→ **TASK STATEMENT**: The answer is to be the full listing, unchanged in every line.

→ **PROVIDED RECORDS**:
----------------------------------------
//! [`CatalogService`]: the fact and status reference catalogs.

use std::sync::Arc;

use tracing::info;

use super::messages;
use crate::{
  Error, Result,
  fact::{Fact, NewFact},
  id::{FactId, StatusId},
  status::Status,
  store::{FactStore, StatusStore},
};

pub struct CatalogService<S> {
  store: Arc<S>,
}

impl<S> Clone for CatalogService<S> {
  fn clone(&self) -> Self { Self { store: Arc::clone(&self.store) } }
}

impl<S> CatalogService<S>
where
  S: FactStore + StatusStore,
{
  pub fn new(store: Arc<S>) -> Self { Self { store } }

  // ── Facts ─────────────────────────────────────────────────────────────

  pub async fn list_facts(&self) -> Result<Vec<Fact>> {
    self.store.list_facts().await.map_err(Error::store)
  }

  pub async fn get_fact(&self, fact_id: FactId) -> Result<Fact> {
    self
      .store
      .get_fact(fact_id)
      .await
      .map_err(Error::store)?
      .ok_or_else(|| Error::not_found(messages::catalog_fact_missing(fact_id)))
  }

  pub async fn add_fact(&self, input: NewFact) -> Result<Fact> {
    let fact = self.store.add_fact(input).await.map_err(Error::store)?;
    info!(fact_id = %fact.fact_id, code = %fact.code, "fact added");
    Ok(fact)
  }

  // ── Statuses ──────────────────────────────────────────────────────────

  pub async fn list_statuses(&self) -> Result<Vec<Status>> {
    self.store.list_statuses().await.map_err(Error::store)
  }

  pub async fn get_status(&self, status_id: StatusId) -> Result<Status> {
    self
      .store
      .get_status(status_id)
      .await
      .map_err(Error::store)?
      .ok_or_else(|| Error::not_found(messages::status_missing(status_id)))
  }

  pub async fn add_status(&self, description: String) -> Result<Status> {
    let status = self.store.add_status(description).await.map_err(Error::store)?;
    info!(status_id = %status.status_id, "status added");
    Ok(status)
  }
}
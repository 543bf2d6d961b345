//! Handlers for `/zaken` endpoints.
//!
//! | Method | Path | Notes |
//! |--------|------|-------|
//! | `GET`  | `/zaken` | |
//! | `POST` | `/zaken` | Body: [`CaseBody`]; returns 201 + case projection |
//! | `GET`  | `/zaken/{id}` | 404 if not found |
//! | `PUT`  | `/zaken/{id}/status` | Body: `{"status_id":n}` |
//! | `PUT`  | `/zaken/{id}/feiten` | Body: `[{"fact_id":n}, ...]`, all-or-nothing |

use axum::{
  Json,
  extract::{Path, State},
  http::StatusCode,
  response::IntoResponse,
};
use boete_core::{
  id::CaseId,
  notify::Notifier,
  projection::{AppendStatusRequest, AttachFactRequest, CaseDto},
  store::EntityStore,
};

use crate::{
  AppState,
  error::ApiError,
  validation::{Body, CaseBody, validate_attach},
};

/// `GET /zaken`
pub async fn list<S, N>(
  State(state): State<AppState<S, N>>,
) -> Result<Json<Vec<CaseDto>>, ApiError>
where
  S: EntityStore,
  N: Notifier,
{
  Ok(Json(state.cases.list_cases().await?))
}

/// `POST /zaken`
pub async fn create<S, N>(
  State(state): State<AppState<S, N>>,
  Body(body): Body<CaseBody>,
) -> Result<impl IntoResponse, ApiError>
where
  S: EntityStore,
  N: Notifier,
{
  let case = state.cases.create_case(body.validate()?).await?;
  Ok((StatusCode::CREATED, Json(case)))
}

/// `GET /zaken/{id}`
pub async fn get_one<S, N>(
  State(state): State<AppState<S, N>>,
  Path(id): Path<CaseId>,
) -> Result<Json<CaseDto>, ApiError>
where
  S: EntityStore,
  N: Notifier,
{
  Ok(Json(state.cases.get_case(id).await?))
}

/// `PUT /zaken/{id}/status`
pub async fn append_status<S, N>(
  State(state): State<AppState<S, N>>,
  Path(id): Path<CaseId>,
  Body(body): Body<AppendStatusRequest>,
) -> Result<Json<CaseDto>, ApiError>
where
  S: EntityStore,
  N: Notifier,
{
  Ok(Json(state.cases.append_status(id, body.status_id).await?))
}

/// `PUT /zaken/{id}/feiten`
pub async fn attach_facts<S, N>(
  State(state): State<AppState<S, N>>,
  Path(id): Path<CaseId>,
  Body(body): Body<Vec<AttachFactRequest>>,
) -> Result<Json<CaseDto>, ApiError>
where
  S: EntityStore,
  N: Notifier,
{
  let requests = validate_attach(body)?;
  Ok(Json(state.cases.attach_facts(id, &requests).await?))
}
----------------------------------------
→ **OUTPUT FOR THIS TASK**:
//! [`CatalogService`]: the fact and status reference catalogs.

use std::sync::Arc;

use tracing::info;

use super::messages;
use crate::{
  Error, Result,
  fact::{Fact, NewFact},
  id::{FactId, StatusId},
  status::Status,
  store::{FactStore, StatusStore},
};

pub struct CatalogService<S> {
  store: Arc<S>,
}

impl<S> Clone for CatalogService<S> {
  fn clone(&self) -> Self { Self { store: Arc::clone(&self.store) } }
}

impl<S> CatalogService<S>
where
  S: FactStore + StatusStore,
{
  pub fn new(store: Arc<S>) -> Self { Self { store } }

  // ── Facts ─────────────────────────────────────────────────────────────

  pub async fn list_facts(&self) -> Result<Vec<Fact>> {
    self.store.list_facts().await.map_err(Error::store)
  }

  pub async fn get_fact(&self, fact_id: FactId) -> Result<Fact> {
    self
      .store
      .get_fact(fact_id)
      .await
      .map_err(Error::store)?
      .ok_or_else(|| Error::not_found(messages::catalog_fact_missing(fact_id)))
  }

  pub async fn add_fact(&self, input: NewFact) -> Result<Fact> {
    let fact = self.store.add_fact(input).await.map_err(Error::store)?;
    info!(fact_id = %fact.fact_id, code = %fact.code, "fact added");
    Ok(fact)
  }

  // ── Statuses ──────────────────────────────────────────────────────────

  pub async fn list_statuses(&self) -> Result<Vec<Status>> {
    self.store.list_statuses().await.map_err(Error::store)
  }

  pub async fn get_status(&self, status_id: StatusId) -> Result<Status> {
    self
      .store
      .get_status(status_id)
      .await
      .map_err(Error::store)?
      .ok_or_else(|| Error::not_found(messages::status_missing(status_id)))
  }

  pub async fn add_status(&self, description: String) -> Result<Status> {
    let status = self.store.add_status(description).await.map_err(Error::store)?;
    info!(status_id = %status.status_id, "status added");
    Ok(status)
  }
}
repository 543bf2d6d961b345
//! Handlers for `/zaken` endpoints.
//!
//! | Method | Path | Notes |
//! |--------|------|-------|
//! | `GET`  | `/zaken` | |
//! | `POST` | `/zaken` | Body: [`CaseBody`]; returns 201 + case projection |
//! | `GET`  | `/zaken/{id}` | 404 if not found |
//! | `PUT`  | `/zaken/{id}/status` | Body: `{"status_id":n}` |
//! | `PUT`  | `/zaken/{id}/feiten` | Body: `[{"fact_id":n}, ...]`, all-or-nothing |

use axum::{
  Json,
  extract::{Path, State},
  http::StatusCode,
  response::IntoResponse,
};
use boete_core::{
  id::CaseId,
  notify::Notifier,
  projection::{AppendStatusRequest, AttachFactRequest, CaseDto},
  store::EntityStore,
};

use crate::{
  AppState,
  error::ApiError,
  validation::{Body, CaseBody, validate_attach},
};

/// `GET /zaken`
pub async fn list<S, N>(
  State(state): State<AppState<S, N>>,
) -> Result<Json<Vec<CaseDto>>, ApiError>
where
  S: EntityStore,
  N: Notifier,
{
  Ok(Json(state.cases.list_cases().await?))
}

/// `POST /zaken`
pub async fn create<S, N>(
  State(state): State<AppState<S, N>>,
  Body(body): Body<CaseBody>,
) -> Result<impl IntoResponse, ApiError>
where
  S: EntityStore,
  N: Notifier,
{
  let case = state.cases.create_case(body.validate()?).await?;
  Ok((StatusCode::CREATED, Json(case)))
}

/// `GET /zaken/{id}`
pub async fn get_one<S, N>(
  State(state): State<AppState<S, N>>,
  Path(id): Path<CaseId>,
) -> Result<Json<CaseDto>, ApiError>
where
  S: EntityStore,
  N: Notifier,
{
  Ok(Json(state.cases.get_case(id).await?))
}

/// `PUT /zaken/{id}/status`
pub async fn append_status<S, N>(
  State(state): State<AppState<S, N>>,
  Path(id): Path<CaseId>,
  Body(body): Body<AppendStatusRequest>,
) -> Result<Json<CaseDto>, ApiError>
where
  S: EntityStore,
  N: Notifier,
{
  Ok(Json(state.cases.append_status(id, body.status_id).await?))
}

/// `PUT /zaken/{id}/feiten`
pub async fn attach_facts<S, N>(
  State(state): State<AppState<S, N>>,
  Path(id): Path<CaseId>,
  Body(body): Body<Vec<AttachFactRequest>>,
) -> Result<Json<CaseDto>, ApiError>
where
  S: EntityStore,
  N: Notifier,
{
  let requests = validate_attach(body)?;
  Ok(Json(state.cases.attach_facts(id, &requests).await?))
}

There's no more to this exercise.